Au nom d’un des fondements de l’enseignement social chrétien, on pourrait dénoncer la collusion entre le religieux et le temporel dans la pratique des banques islamiques puisque les différents types de contrats doivent être conformes à la charia. Mais si nous donnons comme norme à la banque de respecter non la charia, non une règle éthico-religieuse mais le bien commun ou des principes moraux naturels et universels, l’objection de la confusion des pouvoirs ne vaut plus. Rappelons-nous l’éloge que Pie XII faisait des banques populaires.
Or il existe aujourd’hui des institutions bancaires ou financières qui ont choisi de fonctionner en respectant des valeurs et des principes dont certains paraîtront familiers aux chrétiens. Ces institutions présentent aux épargnants et aux investisseurs des produits moins rentables financièrement que dans les institutions classiques mais plus intéressants, plus « rentables » sur les plans social, culturel, environnemental.
Ainsi, la banque Triodos[1] finance des « projets jugés non-rentables par les banques traditionnelles. Sont ainsi financés les projets d’insertion de personnes défavorisées sur le marché du travail ou encore les formules novatrices du logement - pour l’aspect social -, les énergies renouvelables et l’agriculture biologique bénéficient également de l’attention de Triodos - pour l’aspect environnemental - tout comme les institutions de formation artistique ou les centres d’enseignement alternatif (pour le côté culturel). » d’où proviennent les crédits ? « De groupes de personnes se portant garantes sur de petites parts de la somme totale du crédit attribué ».[2] La banque fonctionne donc sur les principes de solidarité, de responsabilité et de transparence car les clients doivent être régulièrement et correctement informés de l’utilisation de leur argent.

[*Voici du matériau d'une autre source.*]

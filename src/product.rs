use failure::{Error, Fail, ResultExt};
use log::{debug, warn};
use serde::{Deserialize, Serialize};
use serde_json::Value;

/// An in-skill product as listed by the ISP products API.
#[derive(Serialize, Deserialize, Debug, Clone, PartialEq)]
#[serde(rename_all = "camelCase")]
pub struct Product {
    pub product_id: String,
    pub reference_name: String,
    #[serde(default)]
    pub name: String,
    #[serde(default)]
    pub summary: String,
    #[serde(default)]
    pub entitled: Entitlement,
    #[serde(rename = "type", default, skip_serializing_if = "Option::is_none")]
    pub product_type: Option<String>,
    #[serde(default, skip_serializing_if = "Option::is_none")]
    pub purchasable: Option<String>,
}

/// Anything other than `ENTITLED`, including a missing field, `null` or a
/// non-string value, is not owned.
///
/// Serializing is lossy: every non-owned value is written back as
/// `NOT_ENTITLED`.
#[derive(Serialize, Deserialize, Debug, Clone, Copy, PartialEq)]
#[serde(from = "Value", into = "&'static str")]
pub enum Entitlement {
    Entitled,
    NotEntitled,
}

impl Default for Entitlement {
    fn default() -> Entitlement {
        Entitlement::NotEntitled
    }
}

impl From<Value> for Entitlement {
    fn from(value: Value) -> Entitlement {
        match value.as_str() {
            Some("ENTITLED") => Entitlement::Entitled,
            _ => Entitlement::NotEntitled,
        }
    }
}

impl From<Entitlement> for &'static str {
    fn from(e: Entitlement) -> &'static str {
        match e {
            Entitlement::Entitled => "ENTITLED",
            Entitlement::NotEntitled => "NOT_ENTITLED",
        }
    }
}

/// Body of a `GET /v1/users/~current/skills/~current/inSkillProducts` call.
#[derive(Deserialize, Debug, Clone, PartialEq)]
#[serde(rename_all = "camelCase")]
pub struct ProductList {
    pub in_skill_products: Vec<Product>,
    #[serde(default)]
    pub is_truncated: bool,
    #[serde(default)]
    pub next_token: Option<String>,
}

impl ProductList {
    pub fn from_json(json: &str) -> Result<ProductList, Error> {
        let list: ProductList =
            serde_json::from_str(json).context("Could not parse in-skill product list")?;
        debug!(
            "Parsed {} in-skill products (truncated: {})",
            list.in_skill_products.len(),
            list.is_truncated
        );
        Ok(list)
    }
}

#[derive(Debug, Fail, PartialEq)]
pub enum CatalogError {
    #[fail(display = "No product found with the reference name {}.", _0)]
    ReferenceNotFound(String),
    #[fail(
        display = "Found {} products with the reference name {}.",
        count, reference_name
    )]
    DuplicateReference { reference_name: String, count: usize },
}

pub fn is_entitled(product: Option<&Product>) -> bool {
    product.map_or(false, |p| p.entitled == Entitlement::Entitled)
}

/// Entitled products, in catalog order.
pub fn entitled_products(products: &[Product]) -> Vec<&Product> {
    products
        .iter()
        .filter(|p| p.entitled == Entitlement::Entitled)
        .collect()
}

/// Look up the single product carrying `reference_name`.
///
/// Fails with a [`CatalogError`] when there is no such product, or when the
/// catalog holds more than one.
pub fn product_by_reference_name<'a>(
    products: &'a [Product],
    reference_name: &str,
) -> Result<&'a Product, Error> {
    let matches: Vec<&Product> = products
        .iter()
        .filter(|p| p.reference_name == reference_name)
        .collect();

    match matches.as_slice() {
        [product] => Ok(*product),
        [] => {
            warn!("Product lookup failed for {:?}", reference_name);
            Err(Error::from(CatalogError::ReferenceNotFound(
                reference_name.to_owned(),
            )))
        }
        _ => {
            warn!(
                "Catalog holds {} products named {:?}",
                matches.len(),
                reference_name
            );
            Err(Error::from(CatalogError::DuplicateReference {
                reference_name: reference_name.to_owned(),
                count: matches.len(),
            }))
        }
    }
}

#[cfg(test)]
pub(crate) fn product(reference_name: &str, name: &str, entitled: Entitlement) -> Product {
    Product {
        product_id: format!("amzn1.adg.product.{}", reference_name),
        reference_name: reference_name.to_owned(),
        name: name.to_owned(),
        summary: format!("{} summary.", name),
        entitled,
        product_type: None,
        purchasable: None,
    }
}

La Nef, société coopérative de finances solidaires[3], fonctionne plus ou moins selon les mêmes principes et, dans la présentation de sa philosophie, précise qu’elle « s’inspire d’une vision résolument humaniste : elle place l’attention pour la personne humaine au centre des systèmes économiques et financiers et se situe dans une perspective de transformation sociale vers une économie fraternelle ». Elle « veille à écarter de son champ d’action tout projet qui porterait atteinte à la dignité humaine ou nuirait gravement à la qualité et à la durabilité de l’environnement. »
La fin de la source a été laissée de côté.